YOUR TASK: Below are records; count how many of their lines contain the string "copied", and give only that number.
-- EXERCISE DATA follows --
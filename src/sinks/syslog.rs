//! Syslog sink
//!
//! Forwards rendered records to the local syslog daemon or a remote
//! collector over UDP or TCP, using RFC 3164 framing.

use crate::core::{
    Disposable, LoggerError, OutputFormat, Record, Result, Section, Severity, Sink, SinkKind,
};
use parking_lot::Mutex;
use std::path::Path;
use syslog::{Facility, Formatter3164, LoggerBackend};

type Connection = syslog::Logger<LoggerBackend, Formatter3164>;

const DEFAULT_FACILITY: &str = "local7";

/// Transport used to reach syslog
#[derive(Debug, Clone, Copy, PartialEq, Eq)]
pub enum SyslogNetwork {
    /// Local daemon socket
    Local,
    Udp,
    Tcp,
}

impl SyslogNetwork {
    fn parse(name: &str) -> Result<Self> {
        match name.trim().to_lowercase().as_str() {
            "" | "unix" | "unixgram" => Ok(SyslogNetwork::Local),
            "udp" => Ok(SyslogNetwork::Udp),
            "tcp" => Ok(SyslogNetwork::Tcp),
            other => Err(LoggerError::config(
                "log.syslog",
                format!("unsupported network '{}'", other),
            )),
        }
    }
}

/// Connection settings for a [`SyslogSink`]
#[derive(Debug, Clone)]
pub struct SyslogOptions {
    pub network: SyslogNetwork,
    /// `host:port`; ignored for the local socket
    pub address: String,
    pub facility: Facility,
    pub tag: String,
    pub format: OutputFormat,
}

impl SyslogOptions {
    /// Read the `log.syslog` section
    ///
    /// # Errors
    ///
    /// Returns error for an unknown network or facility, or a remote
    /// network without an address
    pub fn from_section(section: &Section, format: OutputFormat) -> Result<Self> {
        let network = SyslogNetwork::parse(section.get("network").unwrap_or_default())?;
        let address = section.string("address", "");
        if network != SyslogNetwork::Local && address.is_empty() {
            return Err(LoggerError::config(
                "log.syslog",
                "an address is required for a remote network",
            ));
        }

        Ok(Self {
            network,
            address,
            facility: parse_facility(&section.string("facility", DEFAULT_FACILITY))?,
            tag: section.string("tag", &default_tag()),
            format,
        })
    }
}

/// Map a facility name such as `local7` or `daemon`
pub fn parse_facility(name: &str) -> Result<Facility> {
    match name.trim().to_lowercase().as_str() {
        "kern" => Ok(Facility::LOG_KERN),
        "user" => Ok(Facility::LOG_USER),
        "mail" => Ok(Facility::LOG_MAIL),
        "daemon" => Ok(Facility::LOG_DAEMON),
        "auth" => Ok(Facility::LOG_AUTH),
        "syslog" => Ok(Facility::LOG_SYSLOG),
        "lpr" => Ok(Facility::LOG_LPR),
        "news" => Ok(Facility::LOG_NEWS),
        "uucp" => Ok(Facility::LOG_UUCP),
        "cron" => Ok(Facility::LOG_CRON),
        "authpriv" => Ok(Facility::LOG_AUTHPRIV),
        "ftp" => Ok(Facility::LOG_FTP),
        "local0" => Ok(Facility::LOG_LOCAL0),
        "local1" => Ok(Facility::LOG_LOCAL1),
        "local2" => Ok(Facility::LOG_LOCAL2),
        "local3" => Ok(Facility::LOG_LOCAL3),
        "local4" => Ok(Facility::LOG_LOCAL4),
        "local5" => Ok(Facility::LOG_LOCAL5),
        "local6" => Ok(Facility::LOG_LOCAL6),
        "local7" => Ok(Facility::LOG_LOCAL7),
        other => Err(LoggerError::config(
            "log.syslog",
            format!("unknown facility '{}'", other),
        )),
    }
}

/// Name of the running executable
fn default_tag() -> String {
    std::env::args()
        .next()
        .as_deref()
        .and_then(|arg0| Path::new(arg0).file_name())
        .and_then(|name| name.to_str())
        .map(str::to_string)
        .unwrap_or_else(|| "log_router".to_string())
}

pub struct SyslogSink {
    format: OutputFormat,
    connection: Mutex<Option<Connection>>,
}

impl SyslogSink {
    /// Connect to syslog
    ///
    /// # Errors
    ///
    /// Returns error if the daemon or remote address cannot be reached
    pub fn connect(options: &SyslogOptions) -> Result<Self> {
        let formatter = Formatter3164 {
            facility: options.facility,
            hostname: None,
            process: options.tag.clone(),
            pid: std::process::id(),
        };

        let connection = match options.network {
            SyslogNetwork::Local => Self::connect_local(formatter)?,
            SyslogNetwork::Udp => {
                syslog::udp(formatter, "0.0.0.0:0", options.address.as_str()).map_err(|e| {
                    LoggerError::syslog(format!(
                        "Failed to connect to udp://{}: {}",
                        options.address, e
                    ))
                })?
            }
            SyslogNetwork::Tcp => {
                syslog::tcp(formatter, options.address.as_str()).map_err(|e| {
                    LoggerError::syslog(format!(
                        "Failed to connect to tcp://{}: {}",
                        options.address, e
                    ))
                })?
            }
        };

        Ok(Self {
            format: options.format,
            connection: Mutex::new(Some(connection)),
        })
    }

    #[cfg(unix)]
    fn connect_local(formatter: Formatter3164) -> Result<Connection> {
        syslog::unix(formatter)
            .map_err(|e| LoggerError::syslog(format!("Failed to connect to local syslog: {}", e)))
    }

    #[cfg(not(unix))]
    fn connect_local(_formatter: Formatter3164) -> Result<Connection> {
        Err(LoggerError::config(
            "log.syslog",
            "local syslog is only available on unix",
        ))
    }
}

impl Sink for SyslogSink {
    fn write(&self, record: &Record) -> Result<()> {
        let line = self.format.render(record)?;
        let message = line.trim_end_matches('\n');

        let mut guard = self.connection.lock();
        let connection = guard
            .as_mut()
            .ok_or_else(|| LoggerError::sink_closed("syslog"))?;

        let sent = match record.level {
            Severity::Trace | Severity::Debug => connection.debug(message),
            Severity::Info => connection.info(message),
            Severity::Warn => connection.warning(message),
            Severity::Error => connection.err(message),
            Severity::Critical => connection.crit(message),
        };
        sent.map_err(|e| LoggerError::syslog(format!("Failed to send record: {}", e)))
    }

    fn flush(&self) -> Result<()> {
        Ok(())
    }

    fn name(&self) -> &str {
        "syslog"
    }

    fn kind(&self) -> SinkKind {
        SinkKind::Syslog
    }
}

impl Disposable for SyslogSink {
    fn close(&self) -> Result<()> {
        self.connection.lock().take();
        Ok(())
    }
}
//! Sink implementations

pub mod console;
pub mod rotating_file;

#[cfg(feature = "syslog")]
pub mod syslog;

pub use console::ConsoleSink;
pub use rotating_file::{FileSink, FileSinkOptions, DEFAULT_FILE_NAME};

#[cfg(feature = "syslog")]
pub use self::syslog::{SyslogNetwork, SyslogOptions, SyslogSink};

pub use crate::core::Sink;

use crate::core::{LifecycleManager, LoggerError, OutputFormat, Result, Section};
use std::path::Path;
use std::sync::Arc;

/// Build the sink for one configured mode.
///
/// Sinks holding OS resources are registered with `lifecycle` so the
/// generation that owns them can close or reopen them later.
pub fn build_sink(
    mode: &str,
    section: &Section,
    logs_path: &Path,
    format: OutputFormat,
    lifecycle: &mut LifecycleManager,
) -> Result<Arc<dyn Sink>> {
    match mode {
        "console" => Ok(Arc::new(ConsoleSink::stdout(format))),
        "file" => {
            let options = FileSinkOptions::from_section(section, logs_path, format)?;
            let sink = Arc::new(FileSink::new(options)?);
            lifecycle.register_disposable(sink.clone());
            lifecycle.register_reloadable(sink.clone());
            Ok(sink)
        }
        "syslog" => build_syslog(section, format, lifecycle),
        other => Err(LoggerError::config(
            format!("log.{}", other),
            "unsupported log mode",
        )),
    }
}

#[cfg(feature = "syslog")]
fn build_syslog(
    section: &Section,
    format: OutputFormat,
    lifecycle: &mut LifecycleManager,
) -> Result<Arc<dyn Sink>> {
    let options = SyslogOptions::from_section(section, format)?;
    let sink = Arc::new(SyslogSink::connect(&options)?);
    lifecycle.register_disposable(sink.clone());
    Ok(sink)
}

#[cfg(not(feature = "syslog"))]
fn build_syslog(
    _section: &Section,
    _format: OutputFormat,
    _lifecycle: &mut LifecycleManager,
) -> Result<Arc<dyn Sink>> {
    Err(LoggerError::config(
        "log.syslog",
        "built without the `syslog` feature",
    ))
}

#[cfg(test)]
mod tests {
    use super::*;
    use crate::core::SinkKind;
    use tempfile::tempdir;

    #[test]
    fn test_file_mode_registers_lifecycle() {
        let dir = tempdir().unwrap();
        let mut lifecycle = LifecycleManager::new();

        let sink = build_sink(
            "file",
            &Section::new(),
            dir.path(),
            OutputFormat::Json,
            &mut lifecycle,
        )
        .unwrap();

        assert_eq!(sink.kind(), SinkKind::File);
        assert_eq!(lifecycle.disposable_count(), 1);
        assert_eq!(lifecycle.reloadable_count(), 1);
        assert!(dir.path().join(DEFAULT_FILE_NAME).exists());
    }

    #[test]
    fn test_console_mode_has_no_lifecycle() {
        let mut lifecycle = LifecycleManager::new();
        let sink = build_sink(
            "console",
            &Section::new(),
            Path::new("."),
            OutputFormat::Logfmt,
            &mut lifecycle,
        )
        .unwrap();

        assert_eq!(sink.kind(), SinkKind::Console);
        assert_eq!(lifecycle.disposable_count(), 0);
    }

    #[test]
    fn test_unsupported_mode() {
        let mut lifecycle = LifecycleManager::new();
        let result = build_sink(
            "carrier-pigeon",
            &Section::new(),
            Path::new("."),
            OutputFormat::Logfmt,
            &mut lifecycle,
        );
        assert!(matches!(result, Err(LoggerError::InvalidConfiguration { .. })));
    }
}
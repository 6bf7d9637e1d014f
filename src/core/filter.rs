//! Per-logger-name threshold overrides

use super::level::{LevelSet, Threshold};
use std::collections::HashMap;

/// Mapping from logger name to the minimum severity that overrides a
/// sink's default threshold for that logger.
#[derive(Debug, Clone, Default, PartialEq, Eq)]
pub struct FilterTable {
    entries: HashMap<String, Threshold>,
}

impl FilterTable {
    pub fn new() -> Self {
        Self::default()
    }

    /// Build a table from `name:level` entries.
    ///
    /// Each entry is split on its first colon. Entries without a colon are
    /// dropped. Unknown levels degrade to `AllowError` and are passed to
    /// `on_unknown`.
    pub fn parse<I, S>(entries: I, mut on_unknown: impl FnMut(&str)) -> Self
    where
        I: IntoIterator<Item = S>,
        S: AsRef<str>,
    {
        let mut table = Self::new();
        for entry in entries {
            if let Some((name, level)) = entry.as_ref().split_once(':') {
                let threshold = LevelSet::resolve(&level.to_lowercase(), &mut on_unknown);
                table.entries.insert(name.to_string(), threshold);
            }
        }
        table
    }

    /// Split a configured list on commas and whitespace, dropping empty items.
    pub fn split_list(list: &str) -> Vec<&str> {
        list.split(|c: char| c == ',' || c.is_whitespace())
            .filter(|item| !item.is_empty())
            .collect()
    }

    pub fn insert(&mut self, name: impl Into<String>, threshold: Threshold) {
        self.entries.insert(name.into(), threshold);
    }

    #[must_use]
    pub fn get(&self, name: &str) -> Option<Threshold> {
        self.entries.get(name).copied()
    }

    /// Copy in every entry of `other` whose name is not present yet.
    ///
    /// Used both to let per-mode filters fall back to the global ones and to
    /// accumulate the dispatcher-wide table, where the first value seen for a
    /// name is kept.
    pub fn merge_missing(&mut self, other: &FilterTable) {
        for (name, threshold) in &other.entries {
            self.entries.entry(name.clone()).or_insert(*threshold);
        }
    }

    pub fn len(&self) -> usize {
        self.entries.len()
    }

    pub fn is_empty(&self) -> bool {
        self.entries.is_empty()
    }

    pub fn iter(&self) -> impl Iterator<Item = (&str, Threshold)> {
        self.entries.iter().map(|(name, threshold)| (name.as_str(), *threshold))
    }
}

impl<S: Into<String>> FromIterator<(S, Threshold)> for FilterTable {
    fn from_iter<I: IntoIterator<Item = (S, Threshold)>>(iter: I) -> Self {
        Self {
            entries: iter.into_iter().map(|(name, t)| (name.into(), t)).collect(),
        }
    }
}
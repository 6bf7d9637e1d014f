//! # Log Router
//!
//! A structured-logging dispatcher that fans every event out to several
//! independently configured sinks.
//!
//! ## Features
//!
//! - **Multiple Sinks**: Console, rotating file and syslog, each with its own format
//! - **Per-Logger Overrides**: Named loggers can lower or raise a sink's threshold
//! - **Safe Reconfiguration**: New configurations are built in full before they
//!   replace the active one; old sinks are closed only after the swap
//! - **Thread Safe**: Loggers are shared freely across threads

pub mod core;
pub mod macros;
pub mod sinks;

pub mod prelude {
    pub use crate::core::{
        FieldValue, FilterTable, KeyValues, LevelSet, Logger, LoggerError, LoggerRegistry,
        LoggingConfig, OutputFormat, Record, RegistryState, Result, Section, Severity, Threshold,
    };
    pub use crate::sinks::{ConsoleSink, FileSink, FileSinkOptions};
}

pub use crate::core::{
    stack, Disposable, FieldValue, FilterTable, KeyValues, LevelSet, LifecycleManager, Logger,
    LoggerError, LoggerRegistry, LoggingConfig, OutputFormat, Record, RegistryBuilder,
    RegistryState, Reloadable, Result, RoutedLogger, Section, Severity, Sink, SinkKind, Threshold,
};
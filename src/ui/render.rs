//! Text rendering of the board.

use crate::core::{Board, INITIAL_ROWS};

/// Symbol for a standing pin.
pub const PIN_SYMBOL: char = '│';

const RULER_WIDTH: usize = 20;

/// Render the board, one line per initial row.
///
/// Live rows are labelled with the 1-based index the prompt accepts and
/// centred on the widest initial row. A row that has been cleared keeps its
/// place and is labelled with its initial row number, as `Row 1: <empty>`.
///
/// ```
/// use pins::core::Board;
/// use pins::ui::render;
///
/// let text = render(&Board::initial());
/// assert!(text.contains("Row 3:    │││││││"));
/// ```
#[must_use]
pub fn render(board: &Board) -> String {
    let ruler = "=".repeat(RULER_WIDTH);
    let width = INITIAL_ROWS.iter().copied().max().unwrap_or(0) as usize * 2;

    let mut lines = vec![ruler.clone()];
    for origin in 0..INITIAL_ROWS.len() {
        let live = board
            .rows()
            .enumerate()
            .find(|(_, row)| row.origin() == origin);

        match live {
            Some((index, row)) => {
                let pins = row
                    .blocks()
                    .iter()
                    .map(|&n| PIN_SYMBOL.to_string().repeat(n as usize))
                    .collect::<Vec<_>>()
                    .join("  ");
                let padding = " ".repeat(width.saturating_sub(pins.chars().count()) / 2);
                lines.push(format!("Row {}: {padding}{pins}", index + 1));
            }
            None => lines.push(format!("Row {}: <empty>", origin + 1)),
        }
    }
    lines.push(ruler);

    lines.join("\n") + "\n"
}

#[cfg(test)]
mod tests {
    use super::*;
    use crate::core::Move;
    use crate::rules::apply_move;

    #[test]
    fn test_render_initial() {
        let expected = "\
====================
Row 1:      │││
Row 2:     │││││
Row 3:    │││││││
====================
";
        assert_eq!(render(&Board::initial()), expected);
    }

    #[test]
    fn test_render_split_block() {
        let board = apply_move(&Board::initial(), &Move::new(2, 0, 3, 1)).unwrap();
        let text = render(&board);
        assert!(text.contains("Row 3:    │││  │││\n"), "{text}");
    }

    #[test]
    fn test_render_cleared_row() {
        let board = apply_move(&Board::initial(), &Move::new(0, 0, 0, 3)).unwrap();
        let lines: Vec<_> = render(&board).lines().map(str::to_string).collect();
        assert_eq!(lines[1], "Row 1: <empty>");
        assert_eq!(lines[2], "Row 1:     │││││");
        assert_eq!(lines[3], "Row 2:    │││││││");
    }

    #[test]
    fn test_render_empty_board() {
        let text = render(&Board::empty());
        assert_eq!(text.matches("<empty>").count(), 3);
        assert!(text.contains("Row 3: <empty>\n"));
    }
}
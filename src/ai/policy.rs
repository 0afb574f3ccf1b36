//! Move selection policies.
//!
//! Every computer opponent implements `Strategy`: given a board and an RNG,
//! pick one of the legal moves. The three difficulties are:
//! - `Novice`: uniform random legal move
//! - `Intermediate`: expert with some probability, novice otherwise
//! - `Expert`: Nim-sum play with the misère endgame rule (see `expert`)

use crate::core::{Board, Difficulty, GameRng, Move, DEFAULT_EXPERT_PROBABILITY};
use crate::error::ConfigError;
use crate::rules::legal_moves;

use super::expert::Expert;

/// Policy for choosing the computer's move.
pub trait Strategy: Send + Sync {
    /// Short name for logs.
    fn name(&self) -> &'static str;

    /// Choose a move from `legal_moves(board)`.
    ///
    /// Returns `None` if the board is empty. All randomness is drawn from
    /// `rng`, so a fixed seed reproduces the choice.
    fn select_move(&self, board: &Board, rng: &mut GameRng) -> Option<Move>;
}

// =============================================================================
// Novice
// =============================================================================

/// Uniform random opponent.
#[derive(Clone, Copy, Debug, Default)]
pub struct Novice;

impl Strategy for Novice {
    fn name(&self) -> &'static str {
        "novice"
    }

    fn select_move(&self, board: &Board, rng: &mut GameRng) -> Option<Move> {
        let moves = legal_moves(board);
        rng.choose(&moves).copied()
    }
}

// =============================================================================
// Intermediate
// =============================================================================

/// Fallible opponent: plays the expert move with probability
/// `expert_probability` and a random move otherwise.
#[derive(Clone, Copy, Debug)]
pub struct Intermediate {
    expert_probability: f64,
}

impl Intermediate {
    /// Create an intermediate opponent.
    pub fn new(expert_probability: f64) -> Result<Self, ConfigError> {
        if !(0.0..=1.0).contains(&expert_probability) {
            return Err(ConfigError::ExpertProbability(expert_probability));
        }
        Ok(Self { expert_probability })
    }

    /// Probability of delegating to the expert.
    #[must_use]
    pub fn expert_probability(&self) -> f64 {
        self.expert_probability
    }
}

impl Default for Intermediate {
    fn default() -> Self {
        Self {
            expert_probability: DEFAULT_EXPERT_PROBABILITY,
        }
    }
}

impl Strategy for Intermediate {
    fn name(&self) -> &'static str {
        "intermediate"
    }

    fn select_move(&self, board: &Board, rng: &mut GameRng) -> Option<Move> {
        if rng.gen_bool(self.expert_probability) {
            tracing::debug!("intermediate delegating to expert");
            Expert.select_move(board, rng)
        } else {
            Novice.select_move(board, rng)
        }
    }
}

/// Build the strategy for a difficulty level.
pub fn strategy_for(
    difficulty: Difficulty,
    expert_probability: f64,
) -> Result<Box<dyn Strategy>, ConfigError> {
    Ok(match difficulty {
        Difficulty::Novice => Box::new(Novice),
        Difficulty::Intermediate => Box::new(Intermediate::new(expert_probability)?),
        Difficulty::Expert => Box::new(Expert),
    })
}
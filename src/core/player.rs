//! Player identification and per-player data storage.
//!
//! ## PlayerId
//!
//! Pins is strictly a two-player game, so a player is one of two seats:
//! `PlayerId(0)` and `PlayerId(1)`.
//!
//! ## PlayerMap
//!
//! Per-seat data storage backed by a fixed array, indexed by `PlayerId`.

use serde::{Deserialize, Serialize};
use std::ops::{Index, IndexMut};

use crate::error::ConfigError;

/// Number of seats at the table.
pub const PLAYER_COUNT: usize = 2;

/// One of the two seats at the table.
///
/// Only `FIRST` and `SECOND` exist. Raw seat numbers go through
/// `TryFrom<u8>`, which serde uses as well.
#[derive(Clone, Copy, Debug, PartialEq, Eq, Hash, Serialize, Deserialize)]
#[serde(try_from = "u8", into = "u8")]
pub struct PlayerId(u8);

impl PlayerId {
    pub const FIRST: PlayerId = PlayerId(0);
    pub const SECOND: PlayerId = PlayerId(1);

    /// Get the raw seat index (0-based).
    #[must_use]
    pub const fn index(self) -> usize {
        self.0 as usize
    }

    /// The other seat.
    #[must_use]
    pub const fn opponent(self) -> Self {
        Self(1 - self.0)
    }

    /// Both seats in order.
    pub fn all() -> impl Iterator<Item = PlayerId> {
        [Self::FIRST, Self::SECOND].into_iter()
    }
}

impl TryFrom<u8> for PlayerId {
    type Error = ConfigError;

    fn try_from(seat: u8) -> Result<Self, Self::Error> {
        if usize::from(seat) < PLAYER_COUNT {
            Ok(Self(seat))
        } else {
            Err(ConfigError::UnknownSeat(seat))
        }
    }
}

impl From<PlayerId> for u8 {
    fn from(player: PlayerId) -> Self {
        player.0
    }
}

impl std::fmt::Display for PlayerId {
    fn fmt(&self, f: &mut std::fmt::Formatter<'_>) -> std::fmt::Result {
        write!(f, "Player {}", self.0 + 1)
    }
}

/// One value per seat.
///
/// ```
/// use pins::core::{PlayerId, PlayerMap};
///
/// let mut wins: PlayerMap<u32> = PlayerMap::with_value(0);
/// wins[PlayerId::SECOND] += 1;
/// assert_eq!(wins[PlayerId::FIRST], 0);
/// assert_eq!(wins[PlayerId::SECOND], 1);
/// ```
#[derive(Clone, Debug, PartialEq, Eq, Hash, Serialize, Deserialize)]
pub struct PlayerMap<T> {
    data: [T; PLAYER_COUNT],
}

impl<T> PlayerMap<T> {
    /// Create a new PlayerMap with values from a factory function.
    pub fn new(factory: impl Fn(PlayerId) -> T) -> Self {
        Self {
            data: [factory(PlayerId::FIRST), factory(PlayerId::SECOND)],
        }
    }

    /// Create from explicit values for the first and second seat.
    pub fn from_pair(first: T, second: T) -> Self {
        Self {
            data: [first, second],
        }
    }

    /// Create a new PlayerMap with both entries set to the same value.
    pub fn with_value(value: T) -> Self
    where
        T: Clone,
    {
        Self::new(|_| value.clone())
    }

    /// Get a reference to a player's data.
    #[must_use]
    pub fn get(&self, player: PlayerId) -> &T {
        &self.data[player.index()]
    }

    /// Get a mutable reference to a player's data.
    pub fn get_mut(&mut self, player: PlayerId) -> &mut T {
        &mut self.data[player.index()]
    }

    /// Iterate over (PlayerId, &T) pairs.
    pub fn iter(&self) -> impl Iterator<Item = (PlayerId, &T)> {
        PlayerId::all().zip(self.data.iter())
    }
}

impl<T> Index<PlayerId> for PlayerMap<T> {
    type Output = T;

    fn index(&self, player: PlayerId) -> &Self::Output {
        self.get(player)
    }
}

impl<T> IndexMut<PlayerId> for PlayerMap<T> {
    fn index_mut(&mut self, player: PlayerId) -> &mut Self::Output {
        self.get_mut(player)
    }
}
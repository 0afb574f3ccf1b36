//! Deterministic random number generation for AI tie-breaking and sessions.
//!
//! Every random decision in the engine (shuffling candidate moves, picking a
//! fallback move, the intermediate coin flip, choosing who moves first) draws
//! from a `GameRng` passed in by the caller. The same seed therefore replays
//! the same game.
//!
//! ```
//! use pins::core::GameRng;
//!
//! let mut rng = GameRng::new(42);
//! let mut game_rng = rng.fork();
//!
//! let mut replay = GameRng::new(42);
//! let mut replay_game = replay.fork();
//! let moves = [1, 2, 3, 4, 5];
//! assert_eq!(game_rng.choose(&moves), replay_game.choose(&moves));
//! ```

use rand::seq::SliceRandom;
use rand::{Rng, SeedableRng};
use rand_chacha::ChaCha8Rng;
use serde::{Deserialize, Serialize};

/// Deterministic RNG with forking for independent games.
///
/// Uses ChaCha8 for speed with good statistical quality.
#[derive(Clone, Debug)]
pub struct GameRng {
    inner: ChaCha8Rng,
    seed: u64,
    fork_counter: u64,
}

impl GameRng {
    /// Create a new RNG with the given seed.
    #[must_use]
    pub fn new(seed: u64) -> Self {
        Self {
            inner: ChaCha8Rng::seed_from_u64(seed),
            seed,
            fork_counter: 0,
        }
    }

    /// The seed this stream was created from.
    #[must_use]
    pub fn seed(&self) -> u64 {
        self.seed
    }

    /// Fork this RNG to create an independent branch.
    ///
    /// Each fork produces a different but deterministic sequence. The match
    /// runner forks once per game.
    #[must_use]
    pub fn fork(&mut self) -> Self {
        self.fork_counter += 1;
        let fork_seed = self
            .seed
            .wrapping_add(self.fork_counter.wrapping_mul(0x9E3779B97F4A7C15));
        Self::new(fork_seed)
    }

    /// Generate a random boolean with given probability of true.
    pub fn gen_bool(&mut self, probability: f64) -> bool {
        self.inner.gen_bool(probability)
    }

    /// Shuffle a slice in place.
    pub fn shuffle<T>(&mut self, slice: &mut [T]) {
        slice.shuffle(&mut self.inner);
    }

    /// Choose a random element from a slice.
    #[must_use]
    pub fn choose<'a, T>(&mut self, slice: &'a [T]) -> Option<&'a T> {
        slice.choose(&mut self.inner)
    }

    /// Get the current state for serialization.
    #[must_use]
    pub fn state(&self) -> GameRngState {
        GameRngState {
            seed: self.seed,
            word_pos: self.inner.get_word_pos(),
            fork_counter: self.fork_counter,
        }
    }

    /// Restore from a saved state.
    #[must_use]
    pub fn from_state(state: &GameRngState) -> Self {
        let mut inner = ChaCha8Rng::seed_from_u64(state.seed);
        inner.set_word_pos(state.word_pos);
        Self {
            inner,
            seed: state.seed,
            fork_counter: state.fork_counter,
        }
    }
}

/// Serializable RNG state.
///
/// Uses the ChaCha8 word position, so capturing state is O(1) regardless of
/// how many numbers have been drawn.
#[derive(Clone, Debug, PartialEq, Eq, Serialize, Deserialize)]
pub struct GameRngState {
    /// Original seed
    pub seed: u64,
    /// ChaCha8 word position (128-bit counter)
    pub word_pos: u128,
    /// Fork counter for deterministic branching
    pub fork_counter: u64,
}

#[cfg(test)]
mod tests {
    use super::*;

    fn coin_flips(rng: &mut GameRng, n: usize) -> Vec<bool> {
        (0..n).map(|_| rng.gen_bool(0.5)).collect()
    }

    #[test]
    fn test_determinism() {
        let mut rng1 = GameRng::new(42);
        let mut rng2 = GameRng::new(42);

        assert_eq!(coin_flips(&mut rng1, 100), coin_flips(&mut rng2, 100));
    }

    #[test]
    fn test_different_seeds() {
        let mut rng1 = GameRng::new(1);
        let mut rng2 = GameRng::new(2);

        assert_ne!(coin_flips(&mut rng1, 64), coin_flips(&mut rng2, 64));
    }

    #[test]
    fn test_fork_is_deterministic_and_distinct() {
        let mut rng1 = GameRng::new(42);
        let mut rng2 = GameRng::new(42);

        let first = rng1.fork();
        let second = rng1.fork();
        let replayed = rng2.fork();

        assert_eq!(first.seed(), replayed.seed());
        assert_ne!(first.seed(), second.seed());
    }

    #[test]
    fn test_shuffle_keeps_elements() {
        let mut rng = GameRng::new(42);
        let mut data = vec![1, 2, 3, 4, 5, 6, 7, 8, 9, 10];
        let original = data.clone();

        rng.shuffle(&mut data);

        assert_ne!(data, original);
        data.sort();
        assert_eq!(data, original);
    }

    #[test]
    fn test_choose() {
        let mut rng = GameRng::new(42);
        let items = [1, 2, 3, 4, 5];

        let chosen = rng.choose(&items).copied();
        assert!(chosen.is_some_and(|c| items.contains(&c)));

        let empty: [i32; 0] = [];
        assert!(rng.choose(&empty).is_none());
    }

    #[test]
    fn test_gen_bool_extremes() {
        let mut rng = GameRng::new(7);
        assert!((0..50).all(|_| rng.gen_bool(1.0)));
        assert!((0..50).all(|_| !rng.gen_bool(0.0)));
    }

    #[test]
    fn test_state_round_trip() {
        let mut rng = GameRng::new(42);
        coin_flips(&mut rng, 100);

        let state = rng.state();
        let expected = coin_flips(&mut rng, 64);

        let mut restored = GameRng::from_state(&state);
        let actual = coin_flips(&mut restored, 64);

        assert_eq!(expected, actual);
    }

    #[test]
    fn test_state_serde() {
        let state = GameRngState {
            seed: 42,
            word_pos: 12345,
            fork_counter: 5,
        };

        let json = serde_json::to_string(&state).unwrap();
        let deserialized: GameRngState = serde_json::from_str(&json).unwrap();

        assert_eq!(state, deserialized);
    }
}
-- EXERCISE DATA concluded --
EXPECTED OUTPUT: 4